SWR4 Abendgedanken BW

SWR4 Abendgedanken BW

„Wie geht's ?" so fängt am einfachsten eine Unterhaltung an. Eine ehrliche Antwort wird aber meistens gar nicht erwartet. Oder wenn die Antwort lautet: „Mir geht's nicht gut!", dann wird sie nichts ernst genommen.
Das ist wie bei den zwei Raben, die auf einer Stromleitung sitzen. Sie schweigen sich an. Sagt der eine zum anderen: „Frag mich mal, wie es mir geht." Schweigen. Und wieder: „Frag mich doch bitte, wie es mir geht." Nichts. Keine Reaktion. Ein drittes Mal: „Nun frag mich doch endlich, wie es mir geht." Da  bewegt sich der zweite Rabe und erkundigt sich: „Na, wie gehts dir denn?" Der erste antwortet: „Ach, frag mich nicht."
Dieser Witz hat einen ernsten Kern. Er zeigt, wie viele Fragen in diesem Gesprächsanfang stecken. Meint es ein anderer wirklich ernst, wenn er mich nach meinem Ergehen fragt? Und will ich das wirklich ehrlich hören, wenn ich einen anderen frage, wie es ihm geht? Das könnte mich ja auf einmal viel Zeit und Mitfühlen kosten und ich müsste mir vielleicht vieles anhören, was ich nicht will. Dabei will ich doch den anderen ernst nehmen, weil ich auch von anderen  erwarte, dass sie mich ernst nehmen.
Zunächst ist es ja ganz leicht, mit anderen in Kontakt zu kommen mit der Frage: Wie geht's? Aber dann merke ich, dass dahinter jeder weitere Schritt mühsam werden kann. Denn wenn sich jemand öffnet und zu erzählen beginnt, dann muss ich Zeit und Interesse einsetzen. Aber gerade damit beginnt Vertrauen, gerade damit beginnt eine Verbindung, in der man sich liebevoll umeinander bemüht und darum, andere kennenzulernen  und sie zu verstehen. Etwa wenn ein wildfremder Mensch, der mich nicht kennt, sich an der Bar oder im Zug seinen Kummer von der Seele redet, dann ist dies ein besonderes Zeichen von Zutrauen.
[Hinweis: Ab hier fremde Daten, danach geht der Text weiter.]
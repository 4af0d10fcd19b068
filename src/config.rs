use serde_json::Value as JsonValue;
use std::collections::BTreeMap;

/// Option names recognized by [`crate::QuotaPolicy::derive`].
pub const OPTION_NAMES: &[&str] = &[
    "codeExecEnabled",
    "netFetchEnabled",
    "pkgInstallEnabled",
    "execTimeoutMs",
    "execMemoryMb",
    "execStackKb",
    "execMaxHostCalls",
    "execMaxLogLines",
    "execMaxOutputBytes",
    "netMaxRequestsPerRun",
    "netMaxParallelRequests",
    "netRequestTimeoutMs",
    "netMaxResponseBytes",
    "netMaxTotalDownloadBytes",
    "netMaxRedirects",
    "pkgInstallTimeoutMs",
    "pkgMaxSpecLength",
    "pkgMaxModuleBytes",
    "pkgMaxTotalInstallBytesPerRun",
    "pkgMaxInstallsPerRun",
];

/// Raw, unvalidated configuration keyed by camelCase option name
///
/// Values stay as text; interpretation (and defaulting) happens in
/// `QuotaPolicy::derive`, so a bad value never fails construction.
#[derive(Debug, Clone, Default, PartialEq, Eq)]
pub struct RawConfig {
    values: BTreeMap<String, String>,
}

impl RawConfig {
    pub fn new() -> Self {
        Self::default()
    }

    /// Read every known option from its SCREAMING_SNAKE_CASE environment variable
    pub fn from_env() -> Self {
        Self::from_lookup(|name| std::env::var(name).ok())
    }

    /// Same as [`RawConfig::from_env`] with an injectable lookup
    pub fn from_lookup(lookup: impl Fn(&str) -> Option<String>) -> Self {
        let values = OPTION_NAMES
            .iter()
            .filter_map(|option| lookup(&env_var_name(option)).map(|v| (option.to_string(), v)))
            .collect();
        Self { values }
    }

    /// Build from a JSON object; strings, numbers and booleans are kept
    pub fn from_json(value: &JsonValue) -> Self {
        let Some(object) = value.as_object() else {
            return Self::default();
        };

        let values = object
            .iter()
            .filter_map(|(key, value)| {
                let text = match value {
                    JsonValue::String(s) => s.clone(),
                    JsonValue::Number(n) => n.to_string(),
                    JsonValue::Bool(b) => b.to_string(),
                    _ => return None,
                };
                Some((key.clone(), text))
            })
            .collect();
        Self { values }
    }

    pub fn get(&self, option: &str) -> Option<&str> {
        self.values.get(option).map(String::as_str)
    }

    pub fn set(&mut self, option: impl Into<String>, value: impl Into<String>) {
        self.values.insert(option.into(), value.into());
    }

    pub fn is_empty(&self) -> bool {
        self.values.is_empty()
    }
}

impl<K: Into<String>, V: Into<String>> FromIterator<(K, V)> for RawConfig {
    fn from_iter<I: IntoIterator<Item = (K, V)>>(iter: I) -> Self {
        Self {
            values: iter
                .into_iter()
                .map(|(k, v)| (k.into(), v.into()))
                .collect(),
        }
    }
}

/// `execTimeoutMs` -> `EXEC_TIMEOUT_MS`
pub fn env_var_name(option: &str) -> String {
    let mut out = String::with_capacity(option.len() + 8);
    for (i, ch) in option.chars().enumerate() {
        if ch.is_ascii_uppercase() && i > 0 {
            out.push('_');
        }
        out.push(ch.to_ascii_uppercase());
    }
    out
}

/// Parse a positive number, flooring decimals. Anything else is `None`.
pub(crate) fn parse_positive(raw: Option<&str>) -> Option<u64> {
    let value: f64 = raw?.trim().parse().ok()?;
    if !value.is_finite() || value <= 0.0 {
        return None;
    }
    let floored = value.floor();
    if floored < 1.0 || floored > u64::MAX as f64 {
        return None;
    }
    Some(floored as u64)
}

/// Recognized boolean tokens; unrecognized text is `None`.
pub(crate) fn parse_flag(raw: Option<&str>) -> Option<bool> {
    match raw?.trim().to_ascii_lowercase().as_str() {
        "1" | "true" | "yes" | "on" => Some(true),
        "0" | "false" | "no" | "off" => Some(false),
        _ => None,
    }
}

#[cfg(test)]
mod tests {
    use super::*;
    use serde_json::json;

    #[test]
    fn test_env_var_name() {
        assert_eq!(env_var_name("execTimeoutMs"), "EXEC_TIMEOUT_MS");
        assert_eq!(
            env_var_name("pkgMaxTotalInstallBytesPerRun"),
            "PKG_MAX_TOTAL_INSTALL_BYTES_PER_RUN"
        );
    }

    #[test]
    fn test_from_lookup_only_known_options() {
        let config = RawConfig::from_lookup(|name| match name {
            "EXEC_TIMEOUT_MS" => Some("500".to_string()),
            "NET_FETCH_ENABLED" => Some("off".to_string()),
            _ => None,
        });

        assert_eq!(config.get("execTimeoutMs"), Some("500"));
        assert_eq!(config.get("netFetchEnabled"), Some("off"));
        assert_eq!(config.get("execMemoryMb"), None);
    }

    #[test]
    fn test_from_json_keeps_scalars() {
        let config = RawConfig::from_json(&json!({
            "execTimeoutMs": 100,
            "codeExecEnabled": false,
            "execMemoryMb": "8",
            "ignored": { "nested": true },
        }));

        assert_eq!(config.get("execTimeoutMs"), Some("100"));
        assert_eq!(config.get("codeExecEnabled"), Some("false"));
        assert_eq!(config.get("execMemoryMb"), Some("8"));
        assert_eq!(config.get("ignored"), None);
    }

    #[test]
    fn test_parse_positive() {
        assert_eq!(parse_positive(Some("42")), Some(42));
        assert_eq!(parse_positive(Some(" 7.9 ")), Some(7));
        assert_eq!(parse_positive(Some("0.5")), None);
        assert_eq!(parse_positive(Some("0")), None);
        assert_eq!(parse_positive(Some("-3")), None);
        assert_eq!(parse_positive(Some("abc")), None);
        assert_eq!(parse_positive(Some("NaN")), None);
        assert_eq!(parse_positive(None), None);
    }

    #[test]
    fn test_parse_flag() {
        assert_eq!(parse_flag(Some("TRUE")), Some(true));
        assert_eq!(parse_flag(Some(" off ")), Some(false));
        assert_eq!(parse_flag(Some("maybe")), None);
        assert_eq!(parse_flag(None), None);
    }
}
Ich glaube, man kann lernen, hinter der Frage, wie es geht, zu merken, dass mir der andere etwas mitteilen will, was ihm wichtig ist. Da führt der harmlose Türöffner zu einem längeren Gespräch, bei dem ich ein wachsames Gefühl und ein offenes Ohr brauche. „Wie geht's?" das ist ein harmloser Türöffner. Kann ich weitergehen oder belasse ich es bei einer ebenso harmlosen Antwort? Diese Entscheidung muss ich jedesmal treffen, wenn mich einer so fragt. Sie fällt mir leichter, wenn ich den Menschen kenne, der mich fragt. Wenn ich ihm vertrauen kann und er mich kennt. Dann wird er weiter fragen oder sich zurückhalten, weil er mich kennt.
Solche Menschen brauche ich, so wie ich mich auch vertrauensvoll im Beten an Gott wenden kann, um ihm mein Herz auszuschütten. Weil ich weiß, dass ich ernst genommen werde und er mir zuhört.